Мы только что вернулись из боевого похода. В этом походе наша подводная лодка потопила четыре транспорта с фашистской пехотой и боеприпасом.
В море мы каждый час знали о вашей героической борьбе и всем сердцем были с вами. Едва ступив на берег, мы решили обратиться к вам, дорогие наши друзья.
Среди нас есть москвичи, ленинградцы, есть уроженцы Украины и Белоруссии. Родные города некоторых из нас захвачены фашистскими варварами. Боль от понесенных Родиной утрат удесятерила нашу ненависть к гитлеровским мерзавцам. Каждой нашей торпедой, принесшей гибель врагу, мы мстим фашистским извергам за разрушения, за надругательства, за горе, причиненное нашему народу.
«За Родину!» — написали мы на наших торпедах.
Великая ненависть к врагу и беспредельная любовь к Родине вели нас через штормы полярных морей к победе.
Нам угрожали глубинные бомбы, фашистские самолеты, орудия береговых батарей.
Презирая смерть, шли мы в атаку, ибо свобода и честь советского народа превыше всего.
Мы с вами, боевые товарищи! На Крайнем Севере нашей любимой Отчизны мы защищаем ваш правый фланг — фланг великого фронта священной борьбы советского народа против фашистских захватчиков.
Здесь, на Севере, враги не прошли и не пройдут. Мы верим и знаем — не пройдут они и у вас, на равнинах России, где кипит сейчас жестокая схватка. Фашисты выиграли несколько сражений, но они проиграют войну. Смерть ждет их на нашей земле, повсюду, ибо грозен гнев многомиллионного советского народа.
Каждый вечер, где бы мы ни находились — в Ледовитом океане или на берегу, — мы слышим из Москвы торжественные звуки «Интернационала». Над всем миром в это мгновение летит от кремлевских звезд могучий зов к борьбе и победе.
Самое дорогое, самое любимое доверила Родина вам, доблестным защитникам подступов к столице нового мира.

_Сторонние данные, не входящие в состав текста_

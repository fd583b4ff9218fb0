//! Branding cache: SQLite table behind an in-process read index.
//!
//! Reads happen on the telephony callback thread and must be O(1) without
//! disk I/O, so the full table is mirrored into a `HashMap` at open and the
//! map is maintained on every committed write. Writes come only from the
//! sync engine, off the call path.

use std::collections::HashMap;
use std::sync::RwLock;

use nodekit_core::model::BrandingRecord;
use rusqlite::params;
use tracing::{debug, info};

use super::{SharedConnection, StoreError, lock_conn};

/// Local branding cache.
pub struct BrandingStore {
    conn: SharedConnection,
    /// In-process mirror of the `branding` table, keyed by E.164 number.
    /// Updated only after the corresponding transaction commits.
    index: RwLock<HashMap<String, BrandingRecord>>,
}

impl BrandingStore {
    /// Creates the store over an opened database, loading the read index.
    ///
    /// # Errors
    ///
    /// Returns [`StoreError`] if the initial table scan fails.
    pub fn new(conn: SharedConnection) -> Result<Self, StoreError> {
        let index = {
            let guard = lock_conn(&conn)?;
            let mut stmt = guard.prepare(
                "SELECT phoneE164, brandName, logoUrl, callReason, updatedAtEpochMs
                 FROM branding",
            )?;
            let rows = stmt.query_map([], |row| {
                Ok(BrandingRecord {
                    phone_e164: row.get(0)?,
                    brand_name: row.get(1)?,
                    logo_url: row.get(2)?,
                    call_reason: row.get(3)?,
                    updated_at_epoch_ms: row.get(4)?,
                })
            })?;
            let mut map = HashMap::new();
            for row in rows {
                let record = row?;
                map.insert(record.phone_e164.clone(), record);
            }
            map
        };

        if !index.is_empty() {
            debug!(records = index.len(), "Loaded branding index");
        }

        Ok(Self {
            conn,
            index: RwLock::new(index),
        })
    }

    /// Looks up the branding record for a normalized number.
    ///
    /// Served entirely from the in-process index; safe on the call path.
    /// A poisoned index lock degrades to a miss rather than an error; the
    /// caller is the fail-open gate.
    #[must_use]
    pub fn get(&self, phone_e164: &str) -> Option<BrandingRecord> {
        let index = self.index.read().ok()?;
        index.get(phone_e164).cloned()
    }

    /// Number of cached records (diagnostics).
    #[must_use]
    pub fn count(&self) -> usize {
        self.index.read().map(|index| index.len()).unwrap_or(0)
    }

    /// Inserts or replaces one record.
    ///
    /// # Errors
    ///
    /// Returns [`StoreError`] on write failure; the index is untouched in
    /// that case.
    pub fn upsert(&self, record: BrandingRecord) -> Result<(), StoreError> {
        self.upsert_all(vec![record])
    }

    /// Inserts or replaces a batch of records in one transaction.
    ///
    /// All-or-nothing: if any row fails, the transaction rolls back and the
    /// read index is left unchanged, so a partially applied pull can never
    /// leave the cache inconsistent.
    ///
    /// # Errors
    ///
    /// Returns [`StoreError`] on transaction failure.
    pub fn upsert_all(&self, records: Vec<BrandingRecord>) -> Result<(), StoreError> {
        if records.is_empty() {
            return Ok(());
        }

        {
            let mut guard = lock_conn(&self.conn)?;
            let tx = guard.transaction()?;
            {
                let mut stmt = tx.prepare(
                    "INSERT OR REPLACE INTO branding
                     (phoneE164, brandName, logoUrl, callReason, updatedAtEpochMs)
                     VALUES (?1, ?2, ?3, ?4, ?5)",
                )?;
                for record in &records {
                    stmt.execute(params![
                        record.phone_e164,
                        record.brand_name,
                        record.logo_url,
                        record.call_reason,
                        record.updated_at_epoch_ms,
                    ])?;
                }
            }
            tx.commit()?;
        }

        // Commit succeeded; now reflect the batch in the read index.
        let mut index = self
            .index
            .write()
            .map_err(|e| StoreError::LockPoisoned(e.to_string()))?;
        let count = records.len();
        for record in records {
            index.insert(record.phone_e164.clone(), record);
        }
        debug!(records = count, "Upserted branding records");

        Ok(())
    }

    /// Deletes all records whose update timestamp is before `cutoff_ms` and
    /// returns the count removed.
    ///
    /// # Errors
    ///
    /// Returns [`StoreError`] on write failure.
    pub fn evict_older_than(&self, cutoff_ms: i64) -> Result<usize, StoreError> {
        let deleted = {
            let guard = lock_conn(&self.conn)?;
            guard.execute(
                "DELETE FROM branding WHERE updatedAtEpochMs < ?1",
                params![cutoff_ms],
            )?
        };

        if deleted > 0 {
            let mut index = self
                .index
                .write()
                .map_err(|e| StoreError::LockPoisoned(e.to_string()))?;
            index.retain(|_, record| record.updated_at_epoch_ms >= cutoff_ms);
            info!(deleted, cutoff_ms, "Evicted stale branding records");
        }

        Ok(deleted)
    }

    /// Async wrapper for [`Self::upsert_all`] using `spawn_blocking`.
    ///
    /// # Errors
    ///
    /// Returns [`StoreError`] on transaction failure or if the blocking
    /// task is cancelled.
    pub async fn upsert_all_async(
        self: &std::sync::Arc<Self>,
        records: Vec<BrandingRecord>,
    ) -> Result<(), StoreError> {
        let store = std::sync::Arc::clone(self);
        tokio::task::spawn_blocking(move || store.upsert_all(records))
            .await
            .map_err(|e| StoreError::Database(format!("spawn_blocking failed: {e}")))?
    }

    /// Async wrapper for [`Self::evict_older_than`] using `spawn_blocking`.
    ///
    /// # Errors
    ///
    /// Returns [`StoreError`] on write failure or if the blocking task is
    /// cancelled.
    pub async fn evict_older_than_async(
        self: &std::sync::Arc<Self>,
        cutoff_ms: i64,
    ) -> Result<usize, StoreError> {
        let store = std::sync::Arc::clone(self);
        tokio::task::spawn_blocking(move || store.evict_older_than(cutoff_ms))
            .await
            .map_err(|e| StoreError::Database(format!("spawn_blocking failed: {e}")))?
    }
}

impl std::fmt::Debug for BrandingStore {
    fn fmt(&self, f: &mut std::fmt::Formatter<'_>) -> std::fmt::Result {
        f.debug_struct("BrandingStore")
            .field("records", &self.count())
            .finish_non_exhaustive()
    }
}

Нас всех растили и воспитывали Ленинский комсомол, великая большевистская партия. На восьмом съезде Всесоюзного Ленинского Коммунистического Союза Молодежи мы принесли непоколебимую клятву Родине. Мы сказали тогда: «Наши знания, наши мускулы и наша жизнь принадлежат власти рабочих крестьян. Мы не щадили их в огненные годы гражданской войны, мы без вздоха сожаления отдадим их в дни новых испытаний и побед. Ждем приказа наших командиров!»
Пришел час выполнить эту клятву.
«Самое дорогое у человека, — сказал писатель-боец Николай Островский, выразив наши мысли и чувства, — это жизнь. Она дается один раз, и прожить ее надо так, чтобы не было мучительно больно за бесцельно прожитые годы... Чтобы, умирая, смог сказать: «Вся жизнь и все силы были отданы самому прекрасному в мире — борьбе за освобождение человечества».

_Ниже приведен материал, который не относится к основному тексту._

//! Branding and outbox data model.
//!
//! Two records dominate the runtime: [`BrandingRecord`], the cached caller
//! metadata keyed by E.164 number, and [`OutboxEvent`], the durable record
//! of one branding-display decision awaiting upload. Both mirror the local
//! persistence schema column for column.
//!
//! # Invariants
//!
//! - At most one `BrandingRecord` per phone number; a record older than the
//!   staleness window must not be trusted for display.
//! - An `OutboxEvent` id is assigned once by the store and never changes;
//!   `uploaded` transitions only pending -> uploaded; `attempts` is
//!   non-decreasing.

use serde::{Deserialize, Serialize};
use thiserror::Error;

/// Maximum length for string fields accepted from callers or the remote
/// service. Prevents unbounded input consumption when handling untrusted
/// payloads.
pub const MAX_STRING_LENGTH: usize = 1024;

/// Validates that a string field does not exceed the maximum allowed length.
///
/// # Errors
///
/// Returns [`ModelError::FieldTooLong`] if the value is over
/// [`MAX_STRING_LENGTH`] bytes.
pub fn validate_string_length(field_name: &'static str, value: &str) -> Result<(), ModelError> {
    if value.len() > MAX_STRING_LENGTH {
        return Err(ModelError::FieldTooLong {
            field: field_name,
            len: value.len(),
        });
    }
    Ok(())
}

/// Errors produced by model-level validation.
#[derive(Debug, Error, Clone, PartialEq, Eq)]
#[non_exhaustive]
pub enum ModelError {
    /// A string field exceeds [`MAX_STRING_LENGTH`].
    #[error("{field} exceeds maximum length ({len} > {MAX_STRING_LENGTH})")]
    FieldTooLong {
        /// Name of the offending field.
        field: &'static str,
        /// Actual byte length supplied.
        len: usize,
    },

    /// An outcome string did not match any known variant.
    #[error("unknown event outcome: {0}")]
    UnknownOutcome(String),
}

/// Cached caller-branding metadata for one phone number.
///
/// Created or overwritten by sync pulls, read synchronously on the call
/// path, and deleted by the periodic eviction sweep.
#[derive(Debug, Clone, PartialEq, Eq, Serialize, Deserialize)]
pub struct BrandingRecord {
    /// Normalized E.164 phone number (primary key).
    pub phone_e164: String,
    /// Display name for the caller, if known.
    pub brand_name: Option<String>,
    /// Logo reference (URL), if known.
    pub logo_url: Option<String>,
    /// Call reason line (e.g. "Fraud Alert"), if known.
    pub call_reason: Option<String>,
    /// Epoch milliseconds of the last update; drives staleness and eviction.
    pub updated_at_epoch_ms: i64,
}

impl BrandingRecord {
    /// Returns true when the record carries at least one displayable field.
    #[must_use]
    pub fn has_display_fields(&self) -> bool {
        self.brand_name.as_deref().is_some_and(|s| !s.is_empty())
            || self.logo_url.as_deref().is_some_and(|s| !s.is_empty())
            || self.call_reason.as_deref().is_some_and(|s| !s.is_empty())
    }

    /// Returns true when the record is older than the staleness window
    /// ending at `now_ms`.
    #[must_use]
    pub const fn is_stale(&self, now_ms: i64, ttl_ms: i64) -> bool {
        self.updated_at_epoch_ms < now_ms.saturating_sub(ttl_ms)
    }
}

/// Outcome of one branding-display decision.
#[derive(Debug, Clone, Copy, PartialEq, Eq, Hash, Serialize, Deserialize)]
#[serde(rename_all = "lowercase")]
pub enum EventOutcome {
    /// Branding was displayed on the call surface.
    Shown,
    /// The call proceeded without branding (miss, stale, or non-displayable
    /// record).
    Suppressed,
    /// A failure was swallowed on the interception path.
    Error,
    /// Synthetic event from the development test surface.
    Test,
}

impl EventOutcome {
    /// Stable lowercase wire string, also used as the `outcome` column value.
    #[must_use]
    pub const fn as_str(self) -> &'static str {
        match self {
            Self::Shown => "shown",
            Self::Suppressed => "suppressed",
            Self::Error => "error",
            Self::Test => "test",
        }
    }

    /// Parses a stored or wire outcome string.
    ///
    /// # Errors
    ///
    /// Returns [`ModelError::UnknownOutcome`] for unrecognized input.
    pub fn parse(s: &str) -> Result<Self, ModelError> {
        match s {
            "shown" => Ok(Self::Shown),
            "suppressed" => Ok(Self::Suppressed),
            "error" => Ok(Self::Error),
            "test" => Ok(Self::Test),
            other => Err(ModelError::UnknownOutcome(other.to_string())),
        }
    }
}

impl std::fmt::Display for EventOutcome {
    fn fmt(&self, f: &mut std::fmt::Formatter<'_>) -> std::fmt::Result {
        f.write_str(self.as_str())
    }
}

/// A branding-display event not yet persisted (no id assigned).
#[derive(Debug, Clone, PartialEq, Eq)]
pub struct NewOutboxEvent {
    /// Phone number the decision was made for.
    pub phone_e164: String,
    /// Decision outcome.
    pub outcome: EventOutcome,
    /// Surface the event was displayed on, if any.
    pub surface: Option<String>,
    /// Epoch milliseconds the branding was displayed, if it was.
    pub displayed_at_epoch_ms: Option<i64>,
    /// Remote-service deduplication key.
    pub idempotency_key: Option<String>,
    /// Free-form metadata blob (JSON object).
    pub meta_json: Option<String>,
    /// Epoch milliseconds the event was created locally.
    pub created_at_epoch_ms: i64,
}

/// A persisted branding-display event with delivery state.
#[derive(Debug, Clone, PartialEq, Eq)]
pub struct OutboxEvent {
    /// Locally unique, monotonically assigned identifier.
    pub id: i64,
    /// Phone number the decision was made for.
    pub phone_e164: String,
    /// Decision outcome.
    pub outcome: EventOutcome,
    /// Surface the event was displayed on, if any.
    pub surface: Option<String>,
    /// Epoch milliseconds the branding was displayed, if it was.
    pub displayed_at_epoch_ms: Option<i64>,
    /// Remote-service deduplication key.
    pub idempotency_key: Option<String>,
    /// Free-form metadata blob (JSON object).
    pub meta_json: Option<String>,
    /// Epoch milliseconds the event was created locally.
    pub created_at_epoch_ms: i64,
    /// Delivery flag; transitions only pending -> uploaded.
    pub uploaded: bool,
    /// Number of delivery attempts so far.
    pub attempts: u32,
    /// Error text of the most recent failed attempt.
    pub last_error: Option<String>,
}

Наши жизни принадлежат Родине.
Товарищи комсомольцы! Мужественно и стойко громите и уничтожайте фашистскую нечисть! Смерть врагу!
Да здравствуют рубиновые звезды Кремля!»
Вначале было решено, что обращение к комсомольцам, защищающим подступы к Москве, подпишут Оболенцев, Проничев, Перепелкин, Кирилюк, Чернокнижный, Метелков, Манаков, Красивский, Лузан, Заборихин. А потом все до единого поставили свои подписи под этим письмом.
Очень поздно в ту октябрьскую ночь легли спать подводники Д-3. Двадцать пять долгих дней и ночей они недосыпали, ежеминутно находясь рядом со смертью. И, несмотря на все трудности и невзгоды, выстояли тяжелую боевую вахту и победили.